▸ WORK TASK:
Word for word, please restate the line containing "let widths = [90.0, 140.0, 60.0, 200.0, 110.0, 75.0];" and all the lines that follow it to the end of the data.

DATA EXCERPTS: Begin

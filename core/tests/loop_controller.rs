use rand::rngs::StdRng;
use rand::{Rng, SeedableRng};
use slideshow_core::{
    Direction, Gallery, HeadlessSurface, ScrollMetrics, SlideshowConfig, SlideshowController,
};

fn build_controller(container_width: f64, widths: &[f64]) -> SlideshowController<HeadlessSurface> {
    let surface = HeadlessSurface::new(container_width, widths.to_vec());
    let mut controller = SlideshowController::new(surface, SlideshowConfig::default(), 7);
    controller.attach();
    controller
}

fn push_forward(controller: &mut SlideshowController<HeadlessSurface>) {
    controller.drag_start(200.0);
    controller.drag_move(199.0);
    controller.drag_end();
    controller.cancel_momentum();
}

#[test]
fn attach_sets_document_order_and_initial_offset() {
    let controller = build_controller(100.0, &[100.0, 100.0, 100.0]);
    assert_eq!(controller.gallery().orders(), vec![0, 1, 2]);
    assert_eq!(controller.surface().offset, 1.0);
    assert_eq!(controller.surface().orders(), vec![Some(0), Some(1), Some(2)]);
    assert_eq!(controller.surface().perspective, Some(50.0));
    assert!(controller.surface().visible);
    assert_eq!(controller.direction(), Direction::Backward);
}

#[test]
fn forward_midpoint_crossing_moves_first_image_to_the_end() {
    let mut controller = build_controller(100.0, &[100.0, 100.0, 100.0]);
    push_forward(&mut controller);
    assert_eq!(controller.direction(), Direction::Forward);

    controller.surface_mut().scroll_to(160.0);
    let relocation = controller.run_frame().expect("relocation");
    assert_eq!(relocation.index, 0);
    assert_eq!(relocation.direction, Direction::Forward);
    assert_eq!(controller.surface().offset, 60.0);
    assert_eq!(controller.gallery().orders(), vec![2, 0, 1]);
    assert_eq!(controller.surface().orders(), vec![Some(2), Some(0), Some(1)]);
}

#[test]
fn backward_crossing_moves_last_image_to_the_front() {
    let mut controller = build_controller(100.0, &[100.0, 120.0, 80.0]);
    assert_eq!(controller.direction(), Direction::Backward);

    let relocation = controller.run_frame().expect("relocation");
    assert_eq!(relocation.index, 2);
    assert_eq!(controller.surface().offset, 81.0);
    assert_eq!(controller.gallery().orders(), vec![1, 2, 0]);
}

#[test]
fn edge_ties_resolve_to_first_image() {
    let mut gallery = Gallery::new([50.0, 60.0, 70.0]);
    for image in gallery.images_mut() {
        image.order = 1;
    }
    gallery.set_direction(Direction::Forward);
    assert_eq!(gallery.edge_index(), Some(0));
    gallery.set_direction(Direction::Backward);
    assert_eq!(gallery.edge_index(), Some(0));
}

#[test]
fn single_image_gallery_never_relocates() {
    let mut controller = build_controller(100.0, &[400.0]);
    controller.surface_mut().scroll_to(250.0);
    assert!(controller.request_frame());
    assert_eq!(controller.run_frame(), None);
    push_forward(&mut controller);
    controller.surface_mut().scroll_to(290.0);
    assert_eq!(controller.run_frame(), None);
    assert_eq!(controller.gallery().orders(), vec![0]);
}

#[test]
fn non_scrollable_gallery_never_relocates() {
    let mut gallery = Gallery::new([50.0, 50.0, 50.0]);
    let metrics = ScrollMetrics {
        offset: 0.0,
        scroll_width: 150.0,
        viewport_width: 300.0,
    };
    assert_eq!(gallery.relocate(metrics), None);
    gallery.set_direction(Direction::Forward);
    let metrics = ScrollMetrics {
        offset: 200.0,
        ..metrics
    };
    assert_eq!(gallery.relocate(metrics), None);
    assert_eq!(gallery.orders(), vec![0, 1, 2]);
}

#[test]
fn empty_gallery_ignores_every_handler() {
    let surface = HeadlessSurface::new(300.0, Vec::new());
    let mut controller = SlideshowController::new(surface, SlideshowConfig::default(), 1);
    let layout = controller.attach();
    assert_eq!(layout.perspective, 150.0);
    assert!(!controller.request_frame());
    assert_eq!(controller.run_frame(), None);
    assert!(!controller.drag_start(10.0));
    assert_eq!(controller.drag_move(5.0), None);
    assert!(!controller.drag_end());
    assert!(!controller.momentum_tick());
    assert!(!controller.surface().dragging);
}

#[test]
fn orders_stay_put_without_midpoint_crossing() {
    let mut controller = build_controller(100.0, &[100.0, 100.0, 100.0, 100.0]);
    push_forward(&mut controller);
    for offset in [2.0, 40.0, 120.0, 199.0] {
        controller.surface_mut().scroll_to(offset);
        assert_eq!(controller.run_frame(), None);
        controller.layout();
        controller.surface_mut().scroll_to(offset);
        assert_eq!(controller.gallery().orders(), vec![0, 1, 2, 3]);
    }
}

#[test]
fn scroll_notifications_coalesce_until_frame_runs() {
    let mut controller = build_controller(100.0, &[100.0, 100.0, 100.0]);
    assert!(controller.request_frame());
    assert!(!controller.request_frame());
    assert!(!controller.request_frame());
    assert!(controller.frame_pending());
    controller.run_frame();
    assert!(!controller.frame_pending());
    assert!(controller.request_frame());
}

#[test]
fn orders_remain_a_permutation_under_random_interaction() {
    let widths = [90.0, 140.0, 60.0, 200.0, 110.0, 75.0];
    for seed in 0..20u64 {
        let mut rng = StdRng::seed_from_u64(seed);
        let mut controller = build_controller(220.0, &widths);
        let mut x = 500.0;
        for _ in 0..400 {
            match rng.random_range(0..6) {
                0 => {
                    controller.drag_start(x);
                }
                1 | 2 => {
                    x += rng.random_range(-60.0..60.0);
                    controller.drag_move(x);
                }
                3 => {
                    controller.drag_end();
                }
                4 => {
                    controller.momentum_tick();
                }
                _ => {
                    let max = controller.surface().max_offset();
                    controller.surface_mut().scroll_to(rng.random_range(0.0..=max));
                }
            }
            controller.request_frame();
            controller.run_frame();
            assert!(
                controller.gallery().is_permutation(),
                "seed {seed}: orders {:?}",
                controller.gallery().orders()
            );
        }
    }
}

#[test]
fn detach_clears_visual_flags_and_momentum() {
    let mut controller = build_controller(100.0, &[100.0, 100.0, 100.0]);
    controller.drag_start(200.0);
    controller.drag_move(180.0);
    controller.drag_end();
    assert!(controller.momentum().is_some());
    controller.detach();
    assert!(controller.momentum().is_none());
    assert!(!controller.surface().visible);
    assert!(!controller.surface().dragging);
}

DATA EXCERPTS: End

▸ TASK ANSWER:
    let widths = [90.0, 140.0, 60.0, 200.0, 110.0, 75.0];
    for seed in 0..20u64 {
        let mut rng = StdRng::seed_from_u64(seed);
        let mut controller = build_controller(220.0, &widths);
        let mut x = 500.0;
        for _ in 0..400 {
            match rng.random_range(0..6) {
                0 => {
                    controller.drag_start(x);
                }
                1 | 2 => {
                    x += rng.random_range(-60.0..60.0);
                    controller.drag_move(x);
                }
                3 => {
                    controller.drag_end();
                }
                4 => {
                    controller.momentum_tick();
                }
                _ => {
                    let max = controller.surface().max_offset();
                    controller.surface_mut().scroll_to(rng.random_range(0.0..=max));
                }
            }
            controller.request_frame();
            controller.run_frame();
            assert!(
                controller.gallery().is_permutation(),
                "seed {seed}: orders {:?}",
                controller.gallery().orders()
            );
        }
    }
}

#[test]
fn detach_clears_visual_flags_and_momentum() {
    let mut controller = build_controller(100.0, &[100.0, 100.0, 100.0]);
    controller.drag_start(200.0);
    controller.drag_move(180.0);
    controller.drag_end();
    assert!(controller.momentum().is_some());
    controller.detach();
    assert!(controller.momentum().is_none());
    assert!(!controller.surface().visible);
    assert!(!controller.surface().dragging);
}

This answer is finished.